▶ _What you will do_:
From the entries that follow, report every line in which "label" occurs.
--- Provided records Enclosed Below ---
//! # Port Subsystem
//!
//! [`PortSubsystem`] owns every table of the port layer. A session goes
//! through three phases:
//!
//! 1. **Setup**: [`PortSubsystem::new`], then device subsystems call
//!    [`register_handler`](PortSubsystem::register_handler) and configuration
//!    calls [`allow_io`](PortSubsystem::allow_io).
//! 2. [`finalize`](PortSubsystem::finalize) once every device registered. It
//!    reconciles tracing with fast access and may fork the port server.
//! 3. **Runtime**: the dispatch entry points (`inb` .. `outd`, `rep_*`).
//!
//! The tables are only mutated during setup; runtime dispatch reads them.

use crate::config::PortConfig;
use crate::error::{Fatal, PortError};
use crate::gate::{DataPhase, IoGate};
use crate::handler::{Handle, PortHandler};
use crate::hwio::HardwareIo;
use crate::map::{PortMap, RegisterFlags};
use crate::registry::HandlerRegistry;
use crate::standard::IoPermission;
use crate::trace::{PortTrace, TraceSink};
use crate::transport::{HelperLink, Transport};
use log::{debug, error, info, warn};

/// Speed hint of an [`allow_io`](PortSubsystem::allow_io) grant.
#[derive(Copy, Clone, Eq, PartialEq, Debug, Default)]
pub enum PortSpeed {
    /// Accesses go through the standard handler's slow path.
    #[default]
    Slow,
    /// Direct hardware access is requested for the range.
    Fast,
    /// Direct hardware access, and the range is never traced.
    ForceFast,
}

impl PortSpeed {
    /// Decodes the configuration's signed speed value.
    #[must_use]
    pub const fn from_hint(hint: i32) -> Self {
        match hint {
            i32::MIN..=-1 => Self::Slow,
            0 => Self::Fast,
            _ => Self::ForceFast,
        }
    }

    const fn flags(self) -> RegisterFlags {
        match self {
            Self::Slow => RegisterFlags::NONE,
            Self::Fast => RegisterFlags::FAST,
            Self::ForceFast => RegisterFlags::FORCE_FAST,
        }
    }
}

#[derive(Debug)]
pub struct PortSubsystem {
    pub(crate) config: PortConfig,
    pub(crate) registry: HandlerRegistry,
    pub(crate) map: PortMap,
    pub(crate) trace: PortTrace,
    pub(crate) gate: IoGate,
    exit_early: bool,
}

impl PortSubsystem {
    /// Creates the tables with every port unmapped and the reserved handles
    /// installed.
    #[must_use]
    pub fn new(config: PortConfig, hw: Box<dyn HardwareIo>) -> Self {
        info!(
            "PORT: init, root={} trace level {}",
            config.can_do_root_stuff, config.trace_level
        );
        Self {
            registry: HandlerRegistry::new(&config),
            map: PortMap::new(),
            trace: PortTrace::new(config.trace_level),
            gate: IoGate::new(hw, config.can_do_root_stuff),
            config,
            exit_early: false,
        }
    }

    #[must_use]
    pub const fn config(&self) -> &PortConfig {
        &self.config
    }

    #[must_use]
    pub const fn registry(&self) -> &HandlerRegistry {
        &self.registry
    }

    #[must_use]
    pub const fn map(&self) -> &PortMap {
        &self.map
    }

    #[must_use]
    pub const fn gate(&self) -> &IoGate {
        &self.gate
    }

    #[must_use]
    pub const fn trace(&self) -> &PortTrace {
        &self.trace
    }

    /// `true` once a configuration conflict doomed the session.
    #[must_use]
    pub const fn exit_early(&self) -> bool {
        self.exit_early
    }

    #[must_use]
    pub fn handle_of(&self, port: u16) -> Handle {
        self.map.get(port)
    }

    /// Registers `handler` under `name` and claims `[start, end]` for it.
    ///
    /// A name that is already registered keeps its first handler; only the
    /// new range is claimed for it.
    ///
    /// # Errors
    /// [`PortError::Conflict`] if a port of the range belongs to another
    /// handler, [`Fatal::RegistryExhausted`] if no handle is left.
    pub fn register_handler(
        &mut self,
        name: &str,
        handler: Box<dyn PortHandler>,
        start: u16,
        end: u16,
        flags: RegisterFlags,
    ) -> Result<Handle, PortError> {
        let handle = self.registry.register(name, handler)?;
        self.claim_ports(handle, start, end, flags)?;
        Ok(handle)
    }

    pub(crate) fn claim_ports(
        &mut self,
        handle: Handle,
        start: u16,
        end: u16,
        flags: RegisterFlags,
    ) -> Result<(), PortError> {
        if let Err(conflict) = self.map.claim(handle, start, end) {
            self.exit_early = true;
            let err = PortError::Conflict {
                port: conflict.port,
                existing: self.registry.name(conflict.existing).to_owned(),
                requested: self.registry.name(handle).to_owned(),
            };
            error!("{err}");
            return Err(err);
        }
        if end < start {
            return Ok(());
        }

        if flags.force_fast() {
            for port in start..=end {
                self.trace.force_fast(port);
            }
        }
        if flags.fast() {
            let len = usize::from(end - start) + 1;
            if let Err(e) = self.gate.set_ioperm(start, len, true) {
                debug!("PORT: no fast access to [{start:#x}-{end:#x}]: {e}");
            }
        }

        debug!(
            "PORT: registered \"{}\" handle={handle} [{start:#x}-{end:#x}] fast={} ({}/{} handles)",
            self.registry.name(handle),
            u8::from(flags.fast()),
            self.registry.len(),
            self.registry.capacity()
        );
        Ok(())
    }

    /// Grants hardware access to `size` ports from `start` through the
    /// standard handler for `permission`.
    ///
    /// Masks are only kept for single-port grants. A range with a
    /// non-identity mask is granted without masks.
    ///
    /// # Errors
    /// [`PortError::PrivilegeRequired`] without elevated rights, or
    /// [`PortError::Conflict`] if a port already belongs to a device.
    pub fn allow_io(
        &mut self,
        start: u16,
        size: usize,
        permission: IoPermission,
        or_mask: u8,
        and_mask: u8,
        speed: PortSpeed,
    ) -> Result<(), PortError> {
        if !self.config.can_do_root_stuff {
            warn!("PORT: allow_io for port {start:#06x}:{size} requires root privileges");
            return Err(PortError::PrivilegeRequired);
        }
        if size == 0 {
            return Ok(());
        }

        let end = u16::try_from(usize::from(start).saturating_add(size - 1)).unwrap_or(u16::MAX);
        let masked = and_mask != 0xff || or_mask != 0;
        if masked && size > 1 {
            warn!(
                "PORT: andmask & ormask not supported for multiple ports, ignored for [{start:#x}-{end:#x}]"
            );
        }

        self.claim_ports(permission.handle(), start, end, speed.flags())?;
        if masked && size == 1 {
            self.gate.set_masks(start, and_mask, or_mask);
        }

        info!(
            "PORT: allow_io range [{start:#x}-{end:#x}] {permission:?} andmask={and_mask:#04x} ormask={or_mask:#04x} {speed:?}"
        );
        Ok(())
    }

    /// Completes setup once every device registered.
    ///
    /// Force-fast ports leave the trace map. Traced standard ports lose their
    /// direct access so every access is observed. With elevated rights the
    /// port server is forked if any standard port is mapped, or the PCI or
    /// native speaker access was requested.
    ///
    /// # Errors
    /// [`Fatal::HelperSpawn`] if the port server could not be started.
    pub fn finalize(&mut self) -> Result<(), Fatal> {
        if self.trace.any_marked() {
            for port in 0..=u16::MAX {
                if self.trace.is_force_fast(port) {
                    self.trace.unmark(port);
                }
                if self.trace.is_marked(port)
                    && self.map.get(port).is_standard()
                    && self.gate.io_bitmap().test(port)
                {
                    match self.gate.set_ioperm(port, 1, false) {
                        Ok(()) => info!("PORT: switched off ioperm for traced port {port:#x}"),
                        Err(e) => debug!("PORT: ioperm off for {port:#x} failed: {e}"),
                    }
                }
            }
        }

        let needs_helper = self.config.pci || self.config.speaker_native || self.map.any_standard();
        if self.config.can_do_root_stuff && needs_helper && !self.gate.has_helper() {
            self.spawn_helper()?;
        }
        Ok(())
    }

    /// Terminates and reaps the port server, if there is one.
    pub fn shutdown(&mut self) {
        if let Some(link) = self.gate.take_helper() {
            info!("PORT: stopping port server");
            link.terminate();
        }
    }

    /// Unmaps every port and clears masks and trace maps. Registered
    /// handlers stay.
    pub fn reset_map(&mut self) {
        self.map.clear();
        self.gate.reset_masks();
        self.trace.reset_maps();
        debug!("PORT: port map released");
    }

    pub fn enable_trace(&mut self, first: u16, last: u16) {
        self.trace.enable(first, last);
    }

    pub fn clear_trace(&mut self) {
        self.trace.clear();
    }

    pub fn set_trace_level(&mut self, level: u8) {
        self.trace.set_level(level);
    }

    pub fn set_trace_sink(&mut self, sink: Box<dyn TraceSink>) {
        self.trace.set_sink(sink);
    }

    /// # Errors
    /// [`Fatal::CriticalSectionConflict`] if a critical section is active.
    pub fn enter_critical(&mut self, label: &'static str) -> Result<(), Fatal> {
        self.gate.critical_mut().enter(label).inspect_err(|e| error!("{e}"))
    }

    /// # Errors
    /// [`Fatal::LeaveWithoutEnter`] if no critical section is active.
    pub fn leave_critical(&mut self) -> Result<(), Fatal> {
        self.gate.critical_mut().leave().inspect_err(|e| error!("{e}"))
    }

    /// Uses `transport` as the link to an already running port server.
    pub fn attach_helper(&mut self, transport: Box<dyn Transport>) {
        if let Some(old) = self.gate.take_helper() {
            old.terminate();
        }
        self.gate.attach_helper(HelperLink::attached(transport));
    }

    /// Exit notification for a child process.
    ///
    /// # Errors
    /// [`Fatal::HelperTerminated`] if `pid` is the port server.
    pub fn handle_child_exit(&mut self, pid: libc::pid_t) -> Result<(), Fatal> {
        if self.gate.helper().and_then(HelperLink::pid) != Some(pid) {
            return Ok(());
        }
        drop(self.gate.take_helper());
        let err = Fatal::HelperTerminated {
            reason: format!("process {pid} exited"),
        };
        error!("{err}");
        Err(err)
    }

    /// Checks without blocking whether the forked port server is still alive.
    ///
    /// # Errors
    /// [`Fatal::HelperTerminated`] if it exited.
    pub fn poll_helper(&mut self) -> Result<(), Fatal> {
        let Some(pid) = self.gate.helper().and_then(HelperLink::pid) else {
            return Ok(());
        };
        let mut status = 0;
        let rc = unsafe { libc::waitpid(pid, &raw mut status, libc::WNOHANG) };
        if rc == pid {
            return self.handle_child_exit(pid);
        }
        Ok(())
    }

    /// Address write plus data access as one bus cycle.
    ///
    /// # Errors
    /// See [`IoGate::combined_cycle`].
    pub fn combined_cycle(&mut self, address_port: u16, address: u32, data: DataPhase) -> Result<u32, Fatal> {
        self.gate.combined_cycle(address_port, address, data)
    }

    /// # Errors
    /// [`Fatal::HelperTerminated`] if the port server is gone.
    pub fn flush_pending_retrace(&mut self) -> Result<bool, Fatal> {
        self.gate.flush_pending_retrace()
    }
}

impl Drop for PortSubsystem {
    fn drop(&mut self) {
        self.shutdown();
    }
}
--- End of Enclosed Provided records ---
▶ _Answer section_:
    pub fn enter_critical(&mut self, label: &'static str) -> Result<(), Fatal> {
        self.gate.critical_mut().enter(label).inspect_err(|e| error!("{e}"))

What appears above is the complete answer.